QUANTIFYING MALICIOUSNESS IN ALEXA TOP-RANKED DOMAINS presented at Blackhat Abu Dhabi 2012

by Paul Royal,

Tags: Malware Statistics Alexa

Summary : Many people assume that it is safe to visit popular, long-lived websites. While anecdotal examples of popular website compromises (e.g., USAToday.com, PBS.org) contradict this expectation, there exist few comprehensive studies that attempt to systematically quantify maliciousness in top-ranked sites.
To address this gap in understanding, my presentation details the design and results of long-running experiments that identify maliciousness in popular websites in a vulnerability and exploit-independent manner. To perform experimentation, I created a scalable URL analysis system that forces a browser within a sterile virtual machine to visit a given site, then examines the network-level actions of the VM to determine whether a drive-by download occurred.

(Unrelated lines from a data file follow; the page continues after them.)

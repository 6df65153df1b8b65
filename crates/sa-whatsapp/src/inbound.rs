//! Inbound webhook payloads

use std::collections::BTreeMap;

/// Incoming WhatsApp message from Twilio webhook
#[derive(Debug, Clone, Default, PartialEq)]
pub struct IncomingMessage {
    pub from: String,
    pub to: Option<String>,
    pub body: Option<String>,
    pub num_media: Option<String>,
    pub media_url0: Option<String>,
    pub media_content_type0: Option<String>,
    pub message_sid: Option<String>,
    pub account_sid: Option<String>,
}

/// What kind of message the user sent
#[derive(Debug, Clone, PartialEq, Eq)]
pub enum InboundKind {
    Text(String),
    Image {
        url: String,
        mime: String,
        caption: String,
    },
    Audio {
        url: String,
        mime: String,
    },
    UnsupportedMedia(String),
    Empty,
}

impl IncomingMessage {
    /// Build from the raw form parameters Twilio posted
    pub fn from_params(params: &BTreeMap<String, String>) -> Self {
        let get = |key: &str| params.get(key).cloned();

        Self {
            from: get("From").unwrap_or_default(),
            to: get("To"),
            body: get("Body"),
            num_media: get("NumMedia"),
            media_url0: get("MediaUrl0"),
            media_content_type0: get("MediaContentType0"),
            message_sid: get("MessageSid"),
            account_sid: get("AccountSid"),
        }
    }

    /// Sender number without the `whatsapp:` prefix
    pub fn phone_number(&self) -> &str {
        self.from.strip_prefix("whatsapp:").unwrap_or(&self.from)
    }

    pub fn num_media(&self) -> u32 {
        self.num_media
            .as_deref()
            .and_then(|n| n.trim().parse().ok())
            .unwrap_or(0)
    }

    pub fn body(&self) -> &str {
        self.body.as_deref().unwrap_or_default()
    }

    pub fn classify(&self) -> InboundKind {
        let media_url = self
            .media_url0
            .as_deref()
            .filter(|url| !url.trim().is_empty());

        if let (true, Some(url)) = (self.num_media() > 0, media_url) {
            let mime = self.media_content_type0.clone().unwrap_or_default();
            return if mime.starts_with("image/") {
                InboundKind::Image {
                    url: url.to_string(),
                    mime,
                    caption: self.body().trim().to_string(),
                }
            } else if mime.starts_with("audio/") {
                InboundKind::Audio {
                    url: url.to_string(),
                    mime,
                }
            } else {
                InboundKind::UnsupportedMedia(mime)
            };
        }

        let text = self.body().trim();
        if text.is_empty() {
            InboundKind::Empty
        } else {
            InboundKind::Text(text.to_string())
        }
    }
}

As input to this system, I provided the Alexa top 25,000 most popular domains each day in what became a series of month-long studies.
In combination with reverse engineering parts of the Alexa rankings system, detailed analysis of the results yields cause for concern. My findings show that each month, millions of users are served malicious content from just tens of popular websites, and at least one million users are successfully compromised. In addition to an assessment of the experimentation results (e.g., use of Java or ad networks in drive-by downloads), my presentation will coincide with release of the raw data collected to promote a better understanding of this issue.